There are a few changes you can trial with your eating habits and lifestyle that may provide some relief:
- Avoid carbonated drinks and chewing gum – these can both lead to the ingestion of gas
- Eat your meals slowly and take your time chewing food properly. Although you may not be aware of it, scoffing food down can also lead to the swallowing of air.
- Cessation of smoking
- Avoid overeating
- Drink lots of water
- Exercise regularly
There are certain foods/ ingredients that can be common triggers of bloating for some people due to excess gas production:
It is important to not exclude too many foods unnecessarily – this can cut out important nutrients from your diet and can make eating difficult! For this reason, it is a good idea to work out exactly which of the above foods may be causing you an issue and which ones do not – this will involve some trial and error.

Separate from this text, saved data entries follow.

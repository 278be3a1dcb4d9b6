// SPDX-License-Identifier: AGPL-3.0-or-later
// Copyright (C) 2025 Kaapi Contributors

//! OpenRouter provider implementation
//!
//! OpenRouter speaks the chat-completions dialect with its own attribution
//! headers and error envelope. Because routed models vary widely in
//! context size, this adapter sends only the most recent history window.

use async_stream::try_stream;
use async_trait::async_trait;
use futures::StreamExt;
use reqwest::Client;
use serde::{Deserialize, Serialize};

use crate::error::{ApiError, KaapiError, Result};
use crate::llm::message::{window_history, Role, Turn, TurnContent};
use crate::llm::provider::{
    ChatProvider, FinishReason, ToolDefinition, TurnEvent, TurnStream, HISTORY_WINDOW,
    MAX_OUTPUT_TOKENS,
};
use crate::tools::search_tool;

const OPENROUTER_API_URL: &str = "https://openrouter.ai/api/v1";
const DEFAULT_MODEL: &str = "google/gemini-2.0-flash-001";
const APP_REFERER: &str = "https://github.com/kaapi-dev/kaapi";
const APP_TITLE: &str = "kaapi";

/// OpenRouter provider
pub struct OpenRouterProvider {
    client: Client,
    api_key: String,
    base_url: String,
    model: String,
    system_prompt: String,
}

impl OpenRouterProvider {
    /// Create a new OpenRouter provider
    pub fn new(
        api_key: impl Into<String>,
        model: Option<String>,
        system_prompt: impl Into<String>,
    ) -> Self {
        Self {
            client: Client::new(),
            api_key: api_key.into(),
            base_url: OPENROUTER_API_URL.to_string(),
            model: model.unwrap_or_else(|| DEFAULT_MODEL.to_string()),
            system_prompt: system_prompt.into(),
        }
    }

    /// Create with a custom base URL
    pub fn with_base_url(
        api_key: impl Into<String>,
        base_url: impl Into<String>,
        model: Option<String>,
        system_prompt: impl Into<String>,
    ) -> Self {
        Self {
            client: Client::new(),
            api_key: api_key.into(),
            base_url: base_url.into(),
            model: model.unwrap_or_else(|| DEFAULT_MODEL.to_string()),
            system_prompt: system_prompt.into(),
        }
    }

    /// Convert the windowed history to chat-completions messages.
    fn convert_history(&self, history: &[Turn]) -> Vec<RouterMessage> {
        let window = window_history(history, HISTORY_WINDOW);

        let mut messages = vec![RouterMessage {
            role: "system".to_string(),
            content: Some(self.system_prompt.clone()),
            tool_calls: None,
            tool_call_id: None,
        }];

        for turn in window {
            let message = match &turn.content {
                TurnContent::Text { text } => RouterMessage {
                    role: match turn.role {
                        Role::User => "user".to_string(),
                        Role::Assistant => "assistant".to_string(),
                    },
                    content: Some(text.clone()),
                    tool_calls: None,
                    tool_call_id: None,
                },
                TurnContent::ToolCall { id, name, args } => RouterMessage {
                    role: "assistant".to_string(),
                    content: None,
                    tool_calls: Some(vec![RouterToolCall {
                        id: id.clone(),
                        call_type: "function".to_string(),
                        function: RouterFunctionCall {
                            name: name.clone(),
                            arguments: args.to_string(),
                        },
                    }]),
                    tool_call_id: None,
                },
                TurnContent::ToolResult { id, content, .. } => RouterMessage {
                    role: "tool".to_string(),
                    content: Some(content.clone()),
                    tool_calls: None,
                    tool_call_id: Some(id.clone()),
                },
            };
            messages.push(message);
        }

        messages
    }

    fn convert_tool(&self, tool: &ToolDefinition) -> RouterTool {
        RouterTool {
            tool_type: "function".to_string(),
            function: RouterFunction {
                name: tool.name.clone(),
                description: tool.description.clone(),
                parameters: serde_json::json!({
                    "type": tool.input_schema.schema_type,
                    "properties": tool.input_schema.properties,
                }),
            },
        }
    }

    fn build_request(&self, history: &[Turn], tools_enabled: bool) -> RouterRequest {
        RouterRequest {
            model: self.model.clone(),
            messages: self.convert_history(history),
            tools: if tools_enabled {
                Some(vec![self.convert_tool(&search_tool())])
            } else {
                None
            },
            max_tokens: MAX_OUTPUT_TOKENS,
            stream: true,
        }
    }

    /// Parse an error response body
    fn parse_error(&self, status: u16, body: &str) -> KaapiError {
        if let Ok(error_response) = serde_json::from_str::<RouterError>(body) {
            let detail = error_response.error;
            match detail.code.or(Some(status)) {
                Some(429) => KaapiError::Api(ApiError::RateLimited(60)),
                Some(401) | Some(403) => KaapiError::Api(ApiError::AuthenticationFailed),
                _ => KaapiError::Api(ApiError::ServerError {
                    status,
                    message: detail.message,
                }),
            }
        } else {
            KaapiError::Api(ApiError::ServerError {
                status,
                message: body.to_string(),
            })
        }
    }
}

#[async_trait]
impl ChatProvider for OpenRouterProvider {
    fn name(&self) -> &str {
        "openrouter"
    }

    async fn start_turn(&self, history: &[Turn], tools_enabled: bool) -> Result<TurnStream> {
        let url = format!("{}/chat/completions", self.base_url);
        let body = self.build_request(history, tools_enabled);

        let response = self
            .client
            .post(&url)
            .header("authorization", format!("Bearer {}", self.api_key))
            .header("HTTP-Referer", APP_REFERER)
            .header("X-Title", APP_TITLE)
            .header("content-type", "application/json")
            .json(&body)
            .send()
            .await?;

        let status = response.status().as_u16();
        if !response.status().is_success() {
            let body = response.text().await.unwrap_or_default();
            return Err(self.parse_error(status, &body));
        }

        let mut byte_stream = response.bytes_stream();

        let stream = try_stream! {
            let mut buffer = String::new();
            let mut call_open = false;
            let mut finish: Option<FinishReason> = None;

            'outer: while let Some(chunk) = byte_stream.next().await {
                let bytes = chunk
                    .map_err(|e| KaapiError::Api(ApiError::StreamError(e.to_string())))?;
                buffer.push_str(&String::from_utf8_lossy(&bytes));

                while let Some(pos) = buffer.find('\n') {
                    let line = buffer[..pos].trim_end_matches('\r').to_string();
                    buffer.drain(..=pos);

                    let Some(data) = line.strip_prefix("data: ") else {
                        // OpenRouter interleaves ": OPENROUTER PROCESSING" comments
                        continue;
                    };
                    if data == "[DONE]" {
                        break 'outer;
                    }
                    let Ok(chunk) = serde_json::from_str::<RouterStreamChunk>(data) else {
                        continue;
                    };
                    let Some(choice) = chunk.choices.into_iter().next() else {
                        continue;
                    };

                    if let Some(text) = choice.delta.content {
                        if !text.is_empty() {
                            yield TurnEvent::TextDelta(text);
                        }
                    }
                    if let Some(tool_calls) = choice.delta.tool_calls {
                        for tc in tool_calls.into_iter().filter(|tc| tc.index == 0) {
                            if let Some(function) = tc.function {
                                if let Some(name) = function.name {
                                    call_open = true;
                                    yield TurnEvent::ToolCallStart { id: tc.id.clone(), name };
                                }
                                if let Some(fragment) = function.arguments {
                                    if call_open && !fragment.is_empty() {
                                        yield TurnEvent::ToolCallDelta { fragment };
                                    }
                                }
                            }
                        }
                    }
                    if let Some(reason) = choice.finish_reason.as_deref() {
                        finish = Some(match reason {
                            "tool_calls" | "function_call" => FinishReason::ToolCall,
                            "length" => FinishReason::Length,
                            _ => FinishReason::Stop,
                        });
                    }
                }
            }

            let reason = match finish {
                Some(r) => r,
                None if call_open => FinishReason::ToolCall,
                None => FinishReason::Stop,
            };
            yield TurnEvent::TurnComplete { reason };
        };

        Ok(Box::pin(stream))
    }
}

// OpenRouter API types (chat-completions dialect)

#[derive(Debug, Serialize)]
struct RouterRequest {
    model: String,
    messages: Vec<RouterMessage>,
    #[serde(skip_serializing_if = "Option::is_none")]
    tools: Option<Vec<RouterTool>>,
    max_tokens: u32,
    stream: bool,
}

#[derive(Debug, Serialize)]
struct RouterMessage {
    role: String,
    #[serde(skip_serializing_if = "Option::is_none")]
    content: Option<String>,
    #[serde(skip_serializing_if = "Option::is_none")]
    tool_calls: Option<Vec<RouterToolCall>>,
    #[serde(skip_serializing_if = "Option::is_none")]
    tool_call_id: Option<String>,
}

#[derive(Debug, Serialize)]
struct RouterToolCall {
    id: String,
    #[serde(rename = "type")]
    call_type: String,
    function: RouterFunctionCall,
}

#[derive(Debug, Serialize)]
struct RouterFunctionCall {
    name: String,
    arguments: String,
}

#[derive(Debug, Serialize)]
struct RouterTool {
    #[serde(rename = "type")]
    tool_type: String,
    function: RouterFunction,
}

#[derive(Debug, Serialize)]
struct RouterFunction {
    name: String,
    description: String,
    parameters: serde_json::Value,
}

#[derive(Debug, Deserialize)]
struct RouterStreamChunk {
    #[serde(default)]
    choices: Vec<RouterStreamChoice>,
}

#[derive(Debug, Deserialize)]
struct RouterStreamChoice {
    delta: RouterStreamDelta,
    finish_reason: Option<String>,
}

#[derive(Debug, Default, Deserialize)]
struct RouterStreamDelta {
    content: Option<String>,
    tool_calls: Option<Vec<RouterStreamToolCall>>,
}

#[derive(Debug, Deserialize)]
struct RouterStreamToolCall {
    #[serde(default)]
    index: usize,
    id: Option<String>,
    function: Option<RouterStreamFunction>,
}

#[derive(Debug, Deserialize)]
struct RouterStreamFunction {
    name: Option<String>,
    arguments: Option<String>,
}

#[derive(Debug, Deserialize)]
struct RouterError {
    error: RouterErrorDetail,
}

#[derive(Debug, Deserialize)]
struct RouterErrorDetail {
    message: String,
    code: Option<u16>,
}
// SPDX-License-Identifier: AGPL-3.0-or-later
// Copyright (C) 2025 Kaapi Contributors

//! HTTP surface
//!
//! Three routes: a streamed chat endpoint, an idempotent session delete,
//! and a liveness marker. The chat response body is the orchestrator's
//! text stream forwarded chunk by chunk; the session id travels in the
//! `X-Session-Id` response header.

use axum::{
    body::Body,
    extract::{Path, State},
    http::{
        header::{HeaderName, HeaderValue},
        StatusCode,
    },
    response::{IntoResponse, Response},
    routing::{delete, get, post},
    Json, Router,
};
use futures::StreamExt;
use serde::Deserialize;
use tower_http::cors::{Any, CorsLayer};
use tracing::info;
use uuid::Uuid;

use crate::chat::ChatEngine;
use crate::error::Result;
use crate::session::SessionStore;

/// Maximum inbound message length in characters.
pub const MAX_MESSAGE_CHARS: usize = 500;

const SESSION_HEADER: &str = "x-session-id";

#[derive(Clone)]
struct AppState {
    engine: ChatEngine,
}

#[derive(Debug, Deserialize)]
struct ChatRequest {
    message: String,
    session_id: Option<String>,
}

/// Build the application router.
pub fn router(engine: ChatEngine) -> Router {
    let cors = CorsLayer::new()
        .allow_origin(Any)
        .allow_methods(Any)
        .allow_headers(Any)
        .expose_headers([HeaderName::from_static(SESSION_HEADER)]);

    Router::new()
        .route("/", get(root))
        .route("/chat", post(chat))
        .route("/chat/{session_id}", delete(clear_session))
        .layer(cors)
        .with_state(AppState { engine })
}

/// Bind and serve until the process is stopped.
pub async fn run(bind_address: &str, engine: ChatEngine) -> Result<()> {
    let listener = tokio::net::TcpListener::bind(bind_address).await?;
    info!(bind_address, "listening");
    axum::serve(listener, router(engine))
        .await
        .map_err(crate::error::KaapiError::Io)?;
    Ok(())
}

async fn root() -> impl IntoResponse {
    Json(serde_json::json!({ "status": "Kaapi API is running" }))
}

async fn chat(State(state): State<AppState>, Json(request): Json<ChatRequest>) -> Response {
    if request.message.chars().count() > MAX_MESSAGE_CHARS {
        return (
            StatusCode::UNPROCESSABLE_ENTITY,
            format!("message exceeds {} characters", MAX_MESSAGE_CHARS),
        )
            .into_response();
    }

    let session_id = request
        .session_id
        .filter(|id| !id.trim().is_empty())
        .unwrap_or_else(|| Uuid::new_v4().to_string());

    // The id goes back out as a header; reject anything that cannot.
    let Ok(session_header) = HeaderValue::from_str(&session_id) else {
        return (StatusCode::UNPROCESSABLE_ENTITY, "invalid session id").into_response();
    };

    let stream = state
        .engine
        .handle_message(session_id, request.message)
        .map(|chunk| Ok::<_, std::convert::Infallible>(chunk.into_bytes()));

    let mut response = Response::new(Body::from_stream(stream));
    response
        .headers_mut()
        .insert(HeaderName::from_static(SESSION_HEADER), session_header);
    response.headers_mut().insert(
        axum::http::header::CONTENT_TYPE,
        HeaderValue::from_static("text/plain; charset=utf-8"),
    );
    response
}

async fn clear_session(
    State(state): State<AppState>,
    Path(session_id): Path<String>,
) -> impl IntoResponse {
    if state.engine.sessions().remove(&session_id) {
        info!(session_id = %session_id, "session_cleared");
    }
    // Always acknowledge, even for ids that never existed.
    Json(serde_json::json!({ "status": "session cleared" }))
}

This is one of the important roles of fibre. To find out more, see my blog on ‘Increasing Your Fibre Intake’.
It is essential to remember that an increase in fibre should be done gradually and must be matched with an adequate fluid intake – failure to do this can make constipation even worse. This rule applies when taking fibre supplements too.
Contact us for results focused nutritional advice
This article was written by our Dietitian Belinda Elwin who is a Dietitians Association of Australia member and Accredited Practising Dietitian and Nutritionist.
We can help you determine the foods that potentially cause bloating.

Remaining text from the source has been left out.